Thanks for the feedback! Let me action as many things as possible on your list over the course of the next fortnight.

Thanks,
Sidin Vadukut
Livemint.com

Chaturvasi said...

I am glad to read this. I wish the setters all the best.
The Hindu Business Line used to have a 15x crossword with business/trade/commerce/finance orientation but its clues were straightforward.

Shuchi said...

Hi Sidin

Thanks for dropping by. It's wonderful to see the newspaper so responsive to feedback about the crossword.

All the best!
Shuchi

Vinod Raman said...

Thanks Shuchi, for this post. It's a privilege to be featured here. Thanks also, Sidin & CV :)

veer said...

Congratulations! Vinod. It is very nice and inspiring to see that you and Tony are now getting recognition for your excellent clues. Also, it is wonderful to see that the powers that be @ LiveMint are responsive to feedback. It is a great story and thanks for sharing it with all of us lookers-on. I have to now add Mint's puzzles to To-solve diet list.

Tony Sebastian said...

Thanks a lot for this post Shuchi, now people will hopefully start solving the puzzle. And thanks for your recommendations as well, great to see such a prompt response from Mint.
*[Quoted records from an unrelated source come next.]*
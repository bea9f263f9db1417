use std::collections::HashSet;
use std::path::Path;

use figment::{
    providers::{Env, Format, Toml},
    Figment,
};
use serde::{Deserialize, Serialize};
use tracing::debug;

use crate::definition::MissionDefinition;
use crate::error::{CoreError, Result};

/// Top-level definition file (`overseer.toml` + `OVERSEER_*` env overrides).
///
/// ```toml
/// [[mission]]
/// name = "backup"
/// cron = "0 0 3 * * *"
/// command = "pg_dump"
/// args = ["-f", "/backups/db.sql"]
/// ```
#[derive(Debug, Clone, Default, Serialize, Deserialize)]
pub struct ScheduleConfig {
    #[serde(default, rename = "mission")]
    pub missions: Vec<MissionDefinition>,
}

impl ScheduleConfig {
    /// Load definitions from a TOML file, applying `OVERSEER_*` env overrides.
    pub fn load(path: impl AsRef<Path>) -> Result<Self> {
        let config: ScheduleConfig = Figment::new()
            .merge(Toml::file(path.as_ref()))
            .merge(Env::prefixed("OVERSEER_"))
            .extract()
            .map_err(|e| CoreError::Config(e.to_string()))?;
        config.validate()?;
        debug!(missions = config.missions.len(), "definitions loaded");
        Ok(config)
    }

    /// Reject duplicate mission names before they ever reach a scheduler.
    pub fn validate(&self) -> Result<()> {
        let mut seen = HashSet::new();
        for def in &self.missions {
            if !seen.insert(def.name.as_str()) {
                return Err(CoreError::DuplicateDefinition {
                    name: def.name.clone(),
                });
            }
        }
        Ok(())
    }
}
//! Shared data types for overseer-runner.

use std::collections::HashMap;
use std::fmt;

/// OS process identifier, as reported at spawn time.
pub type Pid = u32;

// ---------------------------------------------------------------------------
// CommandSpec
// ---------------------------------------------------------------------------

/// Everything needed to launch one child process.
///
/// `env` entries are merged *over* the ambient process environment — the
/// child inherits everything and the overrides win.
#[derive(Debug, Clone)]
pub struct CommandSpec {
    pub command: String,
    pub args: Vec<String>,
    pub env: HashMap<String, String>,
}

impl CommandSpec {
    pub fn new(command: impl Into<String>) -> Self {
        Self {
            command: command.into(),
            args: Vec::new(),
            env: HashMap::new(),
        }
    }

    pub fn arg(mut self, arg: impl Into<String>) -> Self {
        self.args.push(arg.into());
        self
    }

    pub fn args<I, S>(mut self, args: I) -> Self
    where
        I: IntoIterator<Item = S>,
        S: Into<String>,
    {
        self.args.extend(args.into_iter().map(Into::into));
        self
    }

    pub fn env(mut self, key: impl Into<String>, value: impl Into<String>) -> Self {
        self.env.insert(key.into(), value.into());
        self
    }
}

// ---------------------------------------------------------------------------
// ExitStatus
// ---------------------------------------------------------------------------

/// Outcome of a completed child process.
///
/// `code` is `None` when the child was terminated by a signal.
#[derive(Debug, Clone, Copy, PartialEq, Eq)]
pub struct ExitStatus {
    pub success: bool,
    pub code: Option<i32>,
}

impl ExitStatus {
    /// A clean zero exit — the only status the finish hook fires for.
    pub fn clean() -> Self {
        Self {
            success: true,
            code: Some(0),
        }
    }

    /// Status of a signal-killed child.
    pub fn killed() -> Self {
        Self {
            success: false,
            code: None,
        }
    }
}

impl fmt::Display for ExitStatus {
    fn fmt(&self, f: &mut fmt::Formatter<'_>) -> fmt::Result {
        match self.code {
            Some(code) => write!(f, "exit code {code}"),
            None => write!(f, "terminated by signal"),
        }
    }
}

impl From<std::process::ExitStatus> for ExitStatus {
    fn from(status: std::process::ExitStatus) -> Self {
        Self {
            success: status.success(),
            code: status.code(),
        }
    }
}
//! `overseer-runner` — spawns, waits on, and signals OS processes.
//!
//! The [`ProcessRunner`] trait is the seam between mission logic and the
//! operating system: missions spawn through it, block on `wait`, and the
//! scheduler delivers its batched kill through `terminate`. The default
//! [`TokioProcessRunner`] is backed by `tokio::process`; tests substitute
//! their own implementations.
//!
//! # Quick start
//!
//! ```rust,no_run
//! use overseer_runner::{CommandSpec, ProcessRunner, TokioProcessRunner};
//!
//! #[tokio::main]
//! async fn main() {
//!     let runner = TokioProcessRunner::new();
//!
//!     let spec = CommandSpec::new("sleep").arg("2");
//!     let pid = runner.spawn(&spec).await.unwrap();
//!     let status = runner.wait(pid).await.unwrap();
//!     println!("exited: {status}");
//! }
//! ```

pub mod error;
pub mod runner;
pub mod types;

pub use error::{Result, RunnerError};
pub use runner::{ProcessRunner, TokioProcessRunner};
pub use types::{CommandSpec, ExitStatus, Pid};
@Vasi Sir, Veer Thanks a lot, do solve :)

veer said...

Hi Shuchi: An off-topic comment that is not really an addition to your post, but do not know how else to pose this to you (The Contact US page for some reason would not let me past the word verification page and always said I entered the characters wrong!).

Just a possible suggestion for one of your erudite blogs on cryptic subjects. Can you expound on reverse anagrams (unless you already have, I searched but did not come across one) - came across a few clues recently but would like to know more about being able to recognize them, solve them with a certain felicity, learn what the indicators (do indicators exist for such clues like how we identify homophones, containers, anagrams and other clue types) for such a clue may be and so on. I am sure you have a database of a large selection to cull from, but here are a couple from my recent Times / Everyman solving experience:

Everyman 2589: 12 - Use the grapevine in part of castle, with one a threat, as it were? (4,2,3,2,3,6) – KEEP {AN EAR TO THE*} GROUND

Times 2nd Qualifier 2010: 21 What implies students will be seen early in the day at Yale (5) ?SUNUP

Of course, the second one is a reversal clue where the reversal indicator is a part of the solution - so you reverse NUS after one gets UP, though nowhere does UP get clued other than as SUNUP (being the definition of the total solution)

Another clue that comes to mind is one in a recent Times puzzle I think, where the solution was Revised Version...

Thanks, Veer

Shuchi said...

Hi Veer

I have written about implied wordplay in the past but perhaps it needs a more elaborate post. The reverse anagram has become very fashionable these days! Thank you for the suggestion.

I tested the Contact form, it worked for me. The word verification is case-sensitive - could that have caused the problem? Let me know if you face the problem again, and in any case, you're welcome to email.